=== Task to carry out ===
Copy out, exactly, the first line of the entries below and every line after it through the one containing "turns a line on".
**** Available data ****
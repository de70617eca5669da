//! GPIO display driver
//!
//! Drives the segment and digit-enable lines directly from
//! `embedded-hal` output pins (or through transistors / SSR-style buffers
//! with inverted logic).

use embedded_hal::digital::{OutputPin, PinState};
use segmux_core::ScreenDriver;

/// Number of shared segment lines (A-G plus decimal point)
pub const SEGMENT_LINES: usize = 8;

/// Logic level that turns a line on
#[derive(Debug, Clone, Copy, PartialEq, Eq, Default)]
#[cfg_attr(feature = "defmt", derive(defmt::Format))]
pub enum Polarity {
    /// Line is on when the pin is HIGH
    #[default]
    ActiveHigh,
    /// Line is on when the pin is LOW
    ActiveLow,
}

impl Polarity {
    /// Pin level for a logical line state
    pub fn level(self, on: bool) -> PinState {
        // ActiveHigh: on=true → high
        // ActiveLow:  on=true → low
        PinState::from(on != (self == Polarity::ActiveLow))
    }
}

/// Display driver over GPIO pins
///
/// `segments` are the shared lines in bit order (A, B, C, D, E, F, G, P).
/// `digits` are the digit-enable lines, index 0 first.
pub struct PinDriver<S, G, const N: usize> {
    segments: [S; SEGMENT_LINES],
    digits: [G; N],
    segment_polarity: Polarity,
    digit_polarity: Polarity,
    /// Pin writes that reported an error
    errors: u32,
}

impl<S: OutputPin, G: OutputPin, const N: usize> PinDriver<S, G, N> {
    /// Create a new pin driver
    ///
    /// Every line is switched off before returning.
    pub fn new(
        segments: [S; SEGMENT_LINES],
        digits: [G; N],
        segment_polarity: Polarity,
        digit_polarity: Polarity,
    ) -> Self {
        let mut driver = Self {
            segments,
            digits,
            segment_polarity,
            digit_polarity,
            errors: 0,
        };
        // Ensure the display starts dark
        driver.digits_all_off();
        driver.segments_update(0);
        driver
    }

    /// Common-cathode wiring: segments on HIGH, digit commons on LOW
    pub fn common_cathode(segments: [S; SEGMENT_LINES], digits: [G; N]) -> Self {
        Self::new(segments, digits, Polarity::ActiveHigh, Polarity::ActiveLow)
    }

    /// Common-anode wiring: segments on LOW, digit commons on HIGH
    pub fn common_anode(segments: [S; SEGMENT_LINES], digits: [G; N]) -> Self {
        Self::new(segments, digits, Polarity::ActiveLow, Polarity::ActiveHigh)
    }

    /// Number of pin writes that failed since creation
    ///
    /// [`ScreenDriver`] has no error channel, so failures are only counted.
    pub fn error_count(&self) -> u32 {
        self.errors
    }

    /// Give the pins back
    pub fn release(self) -> ([S; SEGMENT_LINES], [G; N]) {
        (self.segments, self.digits)
    }
}

fn drive<P: OutputPin>(pin: &mut P, state: PinState, errors: &mut u32) {
    if pin.set_state(state).is_err() {
        *errors = errors.saturating_add(1);
    }
}

impl<S: OutputPin, G: OutputPin, const N: usize> ScreenDriver for PinDriver<S, G, N> {
    fn digits_all_off(&mut self) {
        let off = self.digit_polarity.level(false);
        for pin in self.digits.iter_mut() {
            drive(pin, off, &mut self.errors);
        }
    }

    fn segments_update(&mut self, mask: u8) {
        for (bit, pin) in self.segments.iter_mut().enumerate() {
            let level = self.segment_polarity.level(mask & (1 << bit) != 0);
            drive(pin, level, &mut self.errors);
        }
    }

    fn digit_enable(&mut self, index: u8) {
        if let Some(pin) = self.digits.get_mut(index as usize) {
            drive(pin, self.digit_polarity.level(true), &mut self.errors);
        }
    }
}

#[cfg(test)]
mod tests {
    use super::*;
    use core::convert::Infallible;
    use embedded_hal::digital::{ErrorKind, ErrorType};
    use segmux_core::segments::{SEGMENT_B, SEGMENT_C, SEGMENT_P};
    use segmux_core::Screen;

    /// Mock GPIO pin for testing
    #[derive(Debug, Clone, Copy, Default)]
    struct MockPin {
        high: bool,
        writes: u32,
    }

    impl ErrorType for MockPin {
        type Error = Infallible;
    }

    impl OutputPin for MockPin {
        fn set_low(&mut self) -> Result<(), Self::Error> {
            self.high = false;
            self.writes += 1;
            Ok(())
        }

        fn set_high(&mut self) -> Result<(), Self::Error> {
            self.high = true;
            self.writes += 1;
            Ok(())
        }
    }

    /// Pin whose writes always fail
    #[derive(Debug, Clone, Copy, Default)]
    struct BrokenPin;

    impl ErrorType for BrokenPin {
        type Error = ErrorKind;
    }

    impl OutputPin for BrokenPin {
        fn set_low(&mut self) -> Result<(), Self::Error> {
            Err(ErrorKind::Other)
        }

        fn set_high(&mut self) -> Result<(), Self::Error> {
            Err(ErrorKind::Other)
        }
    }

    fn levels<const N: usize>(pins: &[MockPin; N]) -> [bool; N] {
        let mut levels = [false; N];
        for (level, pin) in levels.iter_mut().zip(pins) {
            *level = pin.high;
        }
        levels
    }

    #[test]
    fn test_polarity_levels() {
        assert_eq!(Polarity::ActiveHigh.level(true), PinState::High);
        assert_eq!(Polarity::ActiveHigh.level(false), PinState::Low);
        assert_eq!(Polarity::ActiveLow.level(true), PinState::Low);
        assert_eq!(Polarity::ActiveLow.level(false), PinState::High);
    }

    #[test]
    fn test_starts_dark_common_cathode() {
        let driver = PinDriver::common_cathode([MockPin::default(); 8], [MockPin::default(); 4]);
        let (segments, digits) = driver.release();

        assert_eq!(levels(&segments), [false; 8]);
        // Cathodes held high = digits off
        assert_eq!(levels(&digits), [true; 4]);
    }

    #[test]
    fn test_starts_dark_common_anode() {
        let driver = PinDriver::common_anode([MockPin::default(); 8], [MockPin::default(); 4]);
        let (segments, digits) = driver.release();

        assert_eq!(levels(&segments), [true; 8]);
        assert_eq!(levels(&digits), [false; 4]);
    }

    #[test]
    fn test_segments_follow_mask_bits() {
        let mut driver = PinDriver::new(
            [MockPin::default(); 8],
            [MockPin::default(); 2],
            Polarity::ActiveHigh,
            Polarity::ActiveHigh,
        );

        driver.segments_update(0b1000_0101);
        let (segments, _) = driver.release();

        assert_eq!(
            levels(&segments),
            [true, false, true, false, false, false, false, true]
        );
    }

    #[test]
    fn test_single_digit_enabled() {
        let mut driver = PinDriver::new(
            [MockPin::default(); 8],
            [MockPin::default(); 4],
            Polarity::ActiveHigh,
            Polarity::ActiveHigh,
        );

        driver.digit_enable(2);
        driver.digits_all_off();
        driver.digit_enable(1);
        let (_, digits) = driver.release();

        assert_eq!(levels(&digits), [false, true, false, false]);
    }

    #[test]
    fn test_out_of_range_digit_ignored() {
        let mut driver = PinDriver::new(
            [MockPin::default(); 8],
            [MockPin::default(); 2],
            Polarity::ActiveHigh,
            Polarity::ActiveHigh,
        );

        driver.digit_enable(2);
        driver.digit_enable(200);
        let (_, digits) = driver.release();

        assert_eq!(levels(&digits), [false, false]);
        assert!(digits.iter().all(|pin| pin.writes == 1));
    }

    #[test]
    fn test_errors_are_counted() {
        let mut driver = PinDriver::new(
            [BrokenPin; 8],
            [MockPin::default(); 2],
            Polarity::ActiveHigh,
            Polarity::ActiveLow,
        );
        // Initial segment clear fails on all 8 lines
        assert_eq!(driver.error_count(), 8);

        driver.digits_all_off();
        assert_eq!(driver.error_count(), 8);

        driver.segments_update(0xFF);
        assert_eq!(driver.error_count(), 16);
    }

    #[test]
    fn test_drives_screen() {
        let driver = PinDriver::common_cathode([MockPin::default(); 8], [MockPin::default(); 3]);
        let mut screen = Screen::new(3, driver);
        screen.write_bcd(&[4, 1, 0]).unwrap();
        screen.set_point(1);

        screen.refresh();
        let (segments, digits) = screen.release().release();

        // Digit 1 showing "1." with its cathode pulled low
        let expected = SEGMENT_B | SEGMENT_C | SEGMENT_P;
        for (bit, lit) in levels(&segments).iter().enumerate() {
            assert_eq!(*lit, expected & (1 << bit) != 0);
        }
        assert_eq!(levels(&digits), [true, false, true]);
    }
}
****
=== Solution to the exercise ===
repository de70617eca5669da
//! GPIO display driver
//!
//! Drives the segment and digit-enable lines directly from
//! `embedded-hal` output pins (or through transistors / SSR-style buffers
//! with inverted logic).

use embedded_hal::digital::{OutputPin, PinState};
use segmux_core::ScreenDriver;

/// Number of shared segment lines (A-G plus decimal point)
pub const SEGMENT_LINES: usize = 8;

/// Logic level that turns a line on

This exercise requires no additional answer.